• RECORDS TO USE
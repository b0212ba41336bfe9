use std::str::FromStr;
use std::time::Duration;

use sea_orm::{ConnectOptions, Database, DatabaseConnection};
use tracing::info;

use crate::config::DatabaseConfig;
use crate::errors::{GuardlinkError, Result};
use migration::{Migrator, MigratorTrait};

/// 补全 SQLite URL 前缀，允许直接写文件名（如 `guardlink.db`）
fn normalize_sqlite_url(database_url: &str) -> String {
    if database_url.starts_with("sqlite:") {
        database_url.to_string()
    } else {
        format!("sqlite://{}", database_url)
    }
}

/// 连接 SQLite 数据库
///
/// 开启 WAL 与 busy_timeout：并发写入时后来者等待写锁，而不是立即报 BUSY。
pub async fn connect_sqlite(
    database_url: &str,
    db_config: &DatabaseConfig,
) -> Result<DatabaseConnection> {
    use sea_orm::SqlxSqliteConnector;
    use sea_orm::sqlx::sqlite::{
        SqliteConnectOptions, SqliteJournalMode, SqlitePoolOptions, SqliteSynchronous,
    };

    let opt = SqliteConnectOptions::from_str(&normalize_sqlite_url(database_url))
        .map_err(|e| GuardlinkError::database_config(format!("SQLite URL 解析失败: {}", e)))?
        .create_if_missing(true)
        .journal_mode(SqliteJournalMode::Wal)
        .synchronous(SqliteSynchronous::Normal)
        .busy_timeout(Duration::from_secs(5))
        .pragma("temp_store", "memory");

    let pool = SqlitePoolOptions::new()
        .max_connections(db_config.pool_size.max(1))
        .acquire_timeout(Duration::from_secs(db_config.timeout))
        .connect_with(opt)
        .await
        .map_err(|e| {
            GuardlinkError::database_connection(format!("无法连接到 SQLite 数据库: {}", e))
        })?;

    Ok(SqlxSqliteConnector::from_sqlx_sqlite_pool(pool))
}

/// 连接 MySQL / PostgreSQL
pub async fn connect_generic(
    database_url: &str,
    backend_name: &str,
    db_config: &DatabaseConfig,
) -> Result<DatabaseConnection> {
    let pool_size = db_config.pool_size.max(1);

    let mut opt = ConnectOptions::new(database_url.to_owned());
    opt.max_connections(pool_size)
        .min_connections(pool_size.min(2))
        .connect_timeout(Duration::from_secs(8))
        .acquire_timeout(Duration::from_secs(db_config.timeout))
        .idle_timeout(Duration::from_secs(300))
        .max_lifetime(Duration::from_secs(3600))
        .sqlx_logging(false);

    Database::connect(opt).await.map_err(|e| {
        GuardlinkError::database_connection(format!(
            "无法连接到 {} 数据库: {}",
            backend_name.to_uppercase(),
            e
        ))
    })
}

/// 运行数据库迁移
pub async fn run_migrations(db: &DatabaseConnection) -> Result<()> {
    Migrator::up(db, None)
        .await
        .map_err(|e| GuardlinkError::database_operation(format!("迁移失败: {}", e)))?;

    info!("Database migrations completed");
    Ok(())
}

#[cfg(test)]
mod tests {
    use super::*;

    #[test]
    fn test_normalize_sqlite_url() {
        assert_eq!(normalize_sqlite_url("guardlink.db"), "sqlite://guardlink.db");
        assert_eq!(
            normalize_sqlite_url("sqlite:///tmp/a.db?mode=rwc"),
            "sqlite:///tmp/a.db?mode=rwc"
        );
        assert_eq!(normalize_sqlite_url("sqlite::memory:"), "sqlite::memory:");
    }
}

• WHAT THE TASK ASKS
The whole listing must be reproduced exactly. Do not skip a line.

• ANSWER SECTION
repository b0212ba41336bfe9
use std::str::FromStr;
use std::time::Duration;

use sea_orm::{ConnectOptions, Database, DatabaseConnection};
use tracing::info;

use crate::config::DatabaseConfig;
use crate::errors::{GuardlinkError, Result};
use migration::{Migrator, MigratorTrait};

/// 补全 SQLite URL 前缀，允许直接写文件名（如 `guardlink.db`）
fn normalize_sqlite_url(database_url: &str) -> String {
    if database_url.starts_with("sqlite:") {
        database_url.to_string()
    } else {
        format!("sqlite://{}", database_url)
    }
}

/// 连接 SQLite 数据库
///
/// 开启 WAL 与 busy_timeout：并发写入时后来者等待写锁，而不是立即报 BUSY。
pub async fn connect_sqlite(
    database_url: &str,
    db_config: &DatabaseConfig,
) -> Result<DatabaseConnection> {
    use sea_orm::SqlxSqliteConnector;
    use sea_orm::sqlx::sqlite::{
        SqliteConnectOptions, SqliteJournalMode, SqlitePoolOptions, SqliteSynchronous,
    };

    let opt = SqliteConnectOptions::from_str(&normalize_sqlite_url(database_url))
        .map_err(|e| GuardlinkError::database_config(format!("SQLite URL 解析失败: {}", e)))?
        .create_if_missing(true)
        .journal_mode(SqliteJournalMode::Wal)
        .synchronous(SqliteSynchronous::Normal)
        .busy_timeout(Duration::from_secs(5))
        .pragma("temp_store", "memory");

    let pool = SqlitePoolOptions::new()
        .max_connections(db_config.pool_size.max(1))
        .acquire_timeout(Duration::from_secs(db_config.timeout))
        .connect_with(opt)
        .await
        .map_err(|e| {
            GuardlinkError::database_connection(format!("无法连接到 SQLite 数据库: {}", e))
        })?;

    Ok(SqlxSqliteConnector::from_sqlx_sqlite_pool(pool))
}

/// 连接 MySQL / PostgreSQL
pub async fn connect_generic(
    database_url: &str,
    backend_name: &str,
    db_config: &DatabaseConfig,
) -> Result<DatabaseConnection> {
    let pool_size = db_config.pool_size.max(1);

    let mut opt = ConnectOptions::new(database_url.to_owned());
    opt.max_connections(pool_size)
        .min_connections(pool_size.min(2))
        .connect_timeout(Duration::from_secs(8))
        .acquire_timeout(Duration::from_secs(db_config.timeout))
        .idle_timeout(Duration::from_secs(300))
        .max_lifetime(Duration::from_secs(3600))
        .sqlx_logging(false);

    Database::connect(opt).await.map_err(|e| {
        GuardlinkError::database_connection(format!(
            "无法连接到 {} 数据库: {}",
            backend_name.to_uppercase(),
            e
        ))
    })
}

/// 运行数据库迁移
pub async fn run_migrations(db: &DatabaseConnection) -> Result<()> {
    Migrator::up(db, None)
        .await
        .map_err(|e| GuardlinkError::database_operation(format!("迁移失败: {}", e)))?;

    info!("Database migrations completed");
    Ok(())
}

#[cfg(test)]
mod tests {
    use super::*;

    #[test]
    fn test_normalize_sqlite_url() {
        assert_eq!(normalize_sqlite_url("guardlink.db"), "sqlite://guardlink.db");
        assert_eq!(
            normalize_sqlite_url("sqlite:///tmp/a.db?mode=rwc"),
            "sqlite:///tmp/a.db?mode=rwc"
        );
        assert_eq!(normalize_sqlite_url("sqlite::memory:"), "sqlite::memory:");
    }
}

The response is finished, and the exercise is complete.